(Data items)

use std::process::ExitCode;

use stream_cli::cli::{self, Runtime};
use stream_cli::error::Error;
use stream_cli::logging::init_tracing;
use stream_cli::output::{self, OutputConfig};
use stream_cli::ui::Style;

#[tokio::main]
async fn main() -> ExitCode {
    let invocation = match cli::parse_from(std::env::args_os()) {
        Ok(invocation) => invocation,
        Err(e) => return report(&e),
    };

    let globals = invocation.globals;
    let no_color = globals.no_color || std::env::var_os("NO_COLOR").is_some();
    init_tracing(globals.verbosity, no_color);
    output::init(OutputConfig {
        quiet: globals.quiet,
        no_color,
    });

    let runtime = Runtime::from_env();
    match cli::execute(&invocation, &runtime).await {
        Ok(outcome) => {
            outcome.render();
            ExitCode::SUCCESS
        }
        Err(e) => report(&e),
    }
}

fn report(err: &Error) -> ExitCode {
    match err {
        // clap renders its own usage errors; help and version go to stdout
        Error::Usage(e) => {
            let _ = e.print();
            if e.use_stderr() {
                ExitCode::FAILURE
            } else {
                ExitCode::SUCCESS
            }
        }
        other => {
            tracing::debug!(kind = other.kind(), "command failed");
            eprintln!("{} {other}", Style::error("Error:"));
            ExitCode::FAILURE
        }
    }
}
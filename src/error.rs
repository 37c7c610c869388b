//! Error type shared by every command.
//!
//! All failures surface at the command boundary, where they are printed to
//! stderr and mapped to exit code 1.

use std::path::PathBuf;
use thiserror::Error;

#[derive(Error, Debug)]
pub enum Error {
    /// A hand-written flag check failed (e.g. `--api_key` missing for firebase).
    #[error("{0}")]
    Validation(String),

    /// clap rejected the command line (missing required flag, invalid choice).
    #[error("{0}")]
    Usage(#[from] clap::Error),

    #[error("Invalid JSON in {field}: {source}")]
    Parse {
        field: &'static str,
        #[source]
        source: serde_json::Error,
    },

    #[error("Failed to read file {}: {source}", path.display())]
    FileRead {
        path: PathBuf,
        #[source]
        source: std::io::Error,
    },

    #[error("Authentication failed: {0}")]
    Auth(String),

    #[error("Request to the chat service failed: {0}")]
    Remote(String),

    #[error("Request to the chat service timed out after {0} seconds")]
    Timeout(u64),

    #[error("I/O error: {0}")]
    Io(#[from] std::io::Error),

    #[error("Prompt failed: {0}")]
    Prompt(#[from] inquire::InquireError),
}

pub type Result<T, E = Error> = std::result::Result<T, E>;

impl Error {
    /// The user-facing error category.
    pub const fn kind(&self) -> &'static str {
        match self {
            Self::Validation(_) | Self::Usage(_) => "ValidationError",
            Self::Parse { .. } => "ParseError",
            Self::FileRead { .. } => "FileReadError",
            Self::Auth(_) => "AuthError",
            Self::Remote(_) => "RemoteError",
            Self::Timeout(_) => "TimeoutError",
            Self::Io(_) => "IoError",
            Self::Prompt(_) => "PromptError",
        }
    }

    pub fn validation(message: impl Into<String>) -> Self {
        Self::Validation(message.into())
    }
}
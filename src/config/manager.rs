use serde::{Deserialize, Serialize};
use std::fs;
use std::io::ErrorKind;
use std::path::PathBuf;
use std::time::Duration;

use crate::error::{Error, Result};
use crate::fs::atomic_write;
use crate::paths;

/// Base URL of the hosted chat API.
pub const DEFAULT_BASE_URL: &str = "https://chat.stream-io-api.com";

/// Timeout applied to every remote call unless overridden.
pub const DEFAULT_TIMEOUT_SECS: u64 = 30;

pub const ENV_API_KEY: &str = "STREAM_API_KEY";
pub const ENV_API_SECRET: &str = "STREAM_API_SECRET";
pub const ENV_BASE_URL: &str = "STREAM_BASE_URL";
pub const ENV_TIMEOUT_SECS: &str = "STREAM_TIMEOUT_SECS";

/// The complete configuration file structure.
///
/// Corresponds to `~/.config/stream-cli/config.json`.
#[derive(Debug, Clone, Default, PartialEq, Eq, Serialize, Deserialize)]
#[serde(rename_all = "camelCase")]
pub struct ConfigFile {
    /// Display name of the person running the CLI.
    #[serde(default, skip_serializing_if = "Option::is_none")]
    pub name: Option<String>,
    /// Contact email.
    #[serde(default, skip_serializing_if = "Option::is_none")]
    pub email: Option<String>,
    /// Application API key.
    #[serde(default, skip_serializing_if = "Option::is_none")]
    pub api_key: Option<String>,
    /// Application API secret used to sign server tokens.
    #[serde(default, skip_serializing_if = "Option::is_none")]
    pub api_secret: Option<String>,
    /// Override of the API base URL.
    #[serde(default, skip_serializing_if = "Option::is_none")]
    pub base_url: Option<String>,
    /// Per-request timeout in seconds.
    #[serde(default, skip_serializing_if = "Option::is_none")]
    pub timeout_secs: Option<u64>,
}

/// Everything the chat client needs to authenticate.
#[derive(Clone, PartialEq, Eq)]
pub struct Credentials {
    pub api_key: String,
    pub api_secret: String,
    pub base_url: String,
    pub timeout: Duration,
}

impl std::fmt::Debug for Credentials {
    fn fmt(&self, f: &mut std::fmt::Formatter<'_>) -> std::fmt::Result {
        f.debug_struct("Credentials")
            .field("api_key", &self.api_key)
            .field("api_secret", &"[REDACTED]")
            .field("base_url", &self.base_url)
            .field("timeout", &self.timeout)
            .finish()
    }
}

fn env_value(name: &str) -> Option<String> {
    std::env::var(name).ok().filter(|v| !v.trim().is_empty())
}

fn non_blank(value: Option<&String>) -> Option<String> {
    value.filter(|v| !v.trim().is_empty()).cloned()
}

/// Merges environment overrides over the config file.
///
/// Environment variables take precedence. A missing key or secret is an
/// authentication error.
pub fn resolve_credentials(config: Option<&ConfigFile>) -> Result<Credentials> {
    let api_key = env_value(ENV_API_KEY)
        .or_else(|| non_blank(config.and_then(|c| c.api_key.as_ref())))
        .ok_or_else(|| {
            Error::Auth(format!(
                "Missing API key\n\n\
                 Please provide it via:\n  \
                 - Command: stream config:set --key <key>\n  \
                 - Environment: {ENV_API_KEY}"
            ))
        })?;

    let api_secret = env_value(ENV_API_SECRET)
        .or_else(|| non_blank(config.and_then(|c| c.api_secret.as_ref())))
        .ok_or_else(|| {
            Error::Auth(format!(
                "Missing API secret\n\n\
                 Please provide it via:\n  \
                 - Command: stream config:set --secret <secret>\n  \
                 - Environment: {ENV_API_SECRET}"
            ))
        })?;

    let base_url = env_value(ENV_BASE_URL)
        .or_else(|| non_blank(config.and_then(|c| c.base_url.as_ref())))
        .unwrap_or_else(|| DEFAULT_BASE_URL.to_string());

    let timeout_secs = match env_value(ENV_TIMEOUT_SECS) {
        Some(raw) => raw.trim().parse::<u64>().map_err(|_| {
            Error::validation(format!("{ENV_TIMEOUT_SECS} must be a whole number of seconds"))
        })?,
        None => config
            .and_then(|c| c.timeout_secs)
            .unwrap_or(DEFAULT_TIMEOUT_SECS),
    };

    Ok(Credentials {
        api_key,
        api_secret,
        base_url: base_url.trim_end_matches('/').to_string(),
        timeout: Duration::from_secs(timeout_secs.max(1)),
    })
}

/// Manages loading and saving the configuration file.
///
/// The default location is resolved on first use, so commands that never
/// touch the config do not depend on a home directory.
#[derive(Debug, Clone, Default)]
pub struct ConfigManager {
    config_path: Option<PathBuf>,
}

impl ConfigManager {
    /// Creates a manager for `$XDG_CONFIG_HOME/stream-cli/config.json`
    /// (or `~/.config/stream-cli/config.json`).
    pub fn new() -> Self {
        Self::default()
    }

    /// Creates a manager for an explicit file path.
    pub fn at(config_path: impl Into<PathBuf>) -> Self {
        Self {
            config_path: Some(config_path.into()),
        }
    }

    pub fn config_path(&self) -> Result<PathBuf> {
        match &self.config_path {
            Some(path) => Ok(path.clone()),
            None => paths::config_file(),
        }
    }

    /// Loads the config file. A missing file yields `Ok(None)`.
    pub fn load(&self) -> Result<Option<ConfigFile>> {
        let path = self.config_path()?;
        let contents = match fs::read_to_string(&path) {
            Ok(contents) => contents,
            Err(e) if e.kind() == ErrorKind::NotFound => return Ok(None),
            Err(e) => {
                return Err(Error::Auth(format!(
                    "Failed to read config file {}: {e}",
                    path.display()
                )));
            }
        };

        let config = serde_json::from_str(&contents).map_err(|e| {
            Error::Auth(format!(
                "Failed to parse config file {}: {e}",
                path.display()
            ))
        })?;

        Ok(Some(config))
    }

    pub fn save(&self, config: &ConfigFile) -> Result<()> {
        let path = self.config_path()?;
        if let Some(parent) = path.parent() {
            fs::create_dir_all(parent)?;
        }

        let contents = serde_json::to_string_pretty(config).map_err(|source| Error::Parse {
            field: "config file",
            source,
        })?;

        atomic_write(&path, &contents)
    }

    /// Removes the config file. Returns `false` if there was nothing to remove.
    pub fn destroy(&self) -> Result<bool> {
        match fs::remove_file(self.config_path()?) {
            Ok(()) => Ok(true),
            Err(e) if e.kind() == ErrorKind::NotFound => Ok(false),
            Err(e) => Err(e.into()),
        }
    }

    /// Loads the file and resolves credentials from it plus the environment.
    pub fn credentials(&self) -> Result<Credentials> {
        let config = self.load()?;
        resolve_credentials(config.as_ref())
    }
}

# Exercise objective:
If a line falls between the first line of the records and the line containing "Err(e) => return", inclusive, repeat it exactly; leave out all others.

# Result of the task:
use std::process::ExitCode;

use stream_cli::cli::{self, Runtime};
use stream_cli::error::Error;
use stream_cli::logging::init_tracing;
use stream_cli::output::{self, OutputConfig};
use stream_cli::ui::Style;

#[tokio::main]
async fn main() -> ExitCode {
    let invocation = match cli::parse_from(std::env::args_os()) {
        Ok(invocation) => invocation,
        Err(e) => return report(&e),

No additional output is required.